Alpine Summit is in post-confirmation wind-down, with the GUC Trustee administering claim objections, adversary-related disputes, and distributions under a confirmed liquidating plan rather than operating toward a standalone reorganization. The case began when Alpine Summit and affiliates filed chapter 11 petitions on July 5, 2023, after commodity-price declines, constrained financing availability, and a midstream force majeure disrupted a capital-intensive oil-and-gas development model that depended on continued liquidity and vendor support; Craig Perry’s first-day declaration described a balance sheet anchored by the Bank7 reserve-based facility, an asset-backed securitization facility, and substantial vendor and supplier exposure, and framed the chapter 11 strategy as a section 363 sale followed by a liquidation plan First Day DeclarationDkt. 9.
At filing, the debtors sought to stabilize operations long enough to pursue that sale path, including DIP financing from the existing bank group and ordinary-course first-day relief to preserve cash management, insurance, wages, taxes, and case administration First Day DeclarationDkt. 9. The restructuring has since moved past the sale-and-plan phase into trust administration: recent docket activity centers on resolving or managing general unsecured claims, including agreed treatment for the Schultz claimants as allowed GUC claims sharing pro rata in GUC Trust Assets under the Third Amended Liquidating Plan Schultz Agreed Final OrderDkt. 2858.

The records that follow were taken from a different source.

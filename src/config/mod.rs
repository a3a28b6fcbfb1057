//! Declarative configuration loading.
//!
//! All desired state lives under `conf/` as TOML files. Each file holds an
//! array of tables; entries carry an optional `categories` list and are kept
//! only when every listed category is active in the resolved profile.

pub mod links;
pub mod packages;
pub mod permissions;
pub mod profiles;
pub mod registry;
pub mod services;

#[cfg(test)]
pub mod test_helpers;

use std::path::{Path, PathBuf};

use serde::de::DeserializeOwned;

use crate::error::ConfigError;
use crate::platform::Platform;

/// All desired state loaded for a resolved profile.
#[derive(Debug, Default)]
pub struct Config {
    pub root: PathBuf,
    pub links: Vec<links::Link>,
    pub packages: Vec<packages::Package>,
    pub permissions: Vec<permissions::Permission>,
    pub registry: Vec<registry::RegistryValue>,
    pub services: Vec<services::ServiceUnit>,
}

impl Config {
    /// Load every config file under `root/conf` for the given profile.
    ///
    /// Registry entries are only loaded when the host has a registry, and
    /// service units only when it has systemd.
    ///
    /// # Errors
    ///
    /// Returns an error if any present config file cannot be read or parsed.
    pub fn load(
        root: &Path,
        profile: &profiles::Profile,
        platform: &Platform,
    ) -> Result<Self, ConfigError> {
        let conf = root.join("conf");
        let active = &profile.active_categories;

        let links = links::load(&conf.join("links.toml"), active)?;
        let packages = packages::load(&conf.join("packages.toml"), active)?;
        let permissions = permissions::load(&conf.join("permissions.toml"), active)?;

        let registry = if platform.has_registry {
            registry::load(&conf.join("registry.toml"), active)?
        } else {
            Vec::new()
        };

        let services = if platform.has_systemd {
            services::load(&conf.join("services.toml"), active)?
        } else {
            Vec::new()
        };

        Ok(Self {
            root: root.to_path_buf(),
            links,
            packages,
            permissions,
            registry,
            services,
        })
    }
}

/// Parse a TOML config file into its wrapper type.
///
/// A missing file deserializes as an empty document, so optional config files
/// need no special casing at call sites.
fn read_toml<T: DeserializeOwned>(path: &Path) -> Result<T, ConfigError> {
    let content = if path.exists() {
        std::fs::read_to_string(path).map_err(|source| ConfigError::Io {
            path: path.to_path_buf(),
            source,
        })?
    } else {
        String::new()
    };

    toml::from_str(&content).map_err(|source| ConfigError::Parse {
        file: path.to_path_buf(),
        source,
    })
}

/// Whether an entry tagged with `categories` is active under the profile.
///
/// An entry with no categories is always active; otherwise every listed
/// category must be active.
fn categories_match(categories: &[String], active: &[String]) -> bool {
    categories.iter().all(|c| active.iter().any(|a| a == c))
}
//! Profile resolution.
//!
//! A profile names a set of active categories. Definitions come from
//! conf/profiles.toml; platform categories (linux, windows, arch) are added
//! or excluded automatically from the detected host.

use std::collections::BTreeMap;
use std::path::Path;

use serde::Deserialize;

use crate::error::ConfigError;
use crate::platform::Platform;

/// Profile used when none is named on the command line.
pub const DEFAULT_PROFILE: &str = "base";

/// A resolved profile with its final category sets.
#[derive(Debug, Clone)]
pub struct Profile {
    pub name: String,
    pub active_categories: Vec<String>,
    pub excluded_categories: Vec<String>,
}

#[derive(Debug, Clone, Default, Deserialize)]
struct ProfileDef {
    #[serde(default)]
    include: Vec<String>,
    #[serde(default)]
    exclude: Vec<String>,
}

#[derive(Debug, Default, Deserialize)]
struct ProfilesFile {
    #[serde(default)]
    profile: BTreeMap<String, ProfileDef>,
}

fn default_definitions() -> BTreeMap<String, ProfileDef> {
    let mut defs = BTreeMap::new();
    defs.insert(
        "base".to_string(),
        ProfileDef {
            include: vec![],
            exclude: vec!["desktop".to_string()],
        },
    );
    defs.insert(
        "desktop".to_string(),
        ProfileDef {
            include: vec!["desktop".to_string()],
            exclude: vec![],
        },
    );
    defs
}

/// Resolve a profile by name against conf/profiles.toml.
///
/// Every profile starts from the implicit `base` category, adds its includes,
/// then platform categories are folded in. Excluded categories always win
/// over included ones.
///
/// # Errors
///
/// Returns an error if profiles.toml cannot be parsed or the name is unknown.
pub fn resolve(name: &str, conf_dir: &Path, platform: &Platform) -> Result<Profile, ConfigError> {
    let path = conf_dir.join("profiles.toml");
    let defs = if path.exists() {
        let file: ProfilesFile = super::read_toml(&path)?;
        if file.profile.is_empty() {
            default_definitions()
        } else {
            file.profile
        }
    } else {
        default_definitions()
    };

    let def = defs.get(name).ok_or_else(|| ConfigError::UnknownProfile {
        name: name.to_string(),
        available: defs.keys().cloned().collect::<Vec<_>>().join(", "),
    })?;

    let mut active: Vec<String> = vec!["base".to_string()];
    active.extend(def.include.iter().cloned());
    let mut excluded = def.exclude.clone();

    for category in ["linux", "windows", "arch"] {
        if platform.excludes_category(category) {
            if !excluded.iter().any(|c| c == category) {
                excluded.push(category.to_string());
            }
        } else {
            active.push(category.to_string());
        }
    }

    active.retain(|c| !excluded.contains(c));
    active.sort();
    active.dedup();
    excluded.sort();
    excluded.dedup();

    Ok(Profile {
        name: name.to_string(),
        active_categories: active,
        excluded_categories: excluded,
    })
}
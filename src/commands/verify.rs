//! The `verify` subcommand: report drift without changing anything.
//!
//! Runs the same task set as `apply` with dry-run forced on, so every
//! resource is probed and every pending change is previewed, but nothing
//! on the machine moves.

use std::sync::Arc;

use anyhow::Result;

use super::{run_to_summary, CommandSetup};
use crate::cli::{GlobalOpts, VerifyOpts};
use crate::logging::Logger;
use crate::tasks;

pub fn run(global: &GlobalOpts, _opts: &VerifyOpts, log: &Arc<Logger>) -> Result<()> {
    let mut setup = CommandSetup::init(global, log)?;
    setup.context.dry_run = true;
    run_to_summary(
        &tasks::all_apply_tasks(&setup.profile),
        &setup.context,
        log,
    )
}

The live case posture is therefore claims reconciliation and litigation sequencing. The GUC Trustee and Non-Op Adversary Proceeding claimants agreed to abate response deadlines on objections to five filed claims until 21 days after resolution of a pending district-court appeal, while preserving all merits arguments and authorizing claims-register updates Non-Op Claims StipulationDkt. 2856; the court entered that relief on May 18, 2026 Non-Op Claims Agreed OrderDkt. 2857. The near-term path is not a new financing or sale milestone, but continued trust administration, appeal-linked claim objection timing, and final allowance work before distributions can fully settle.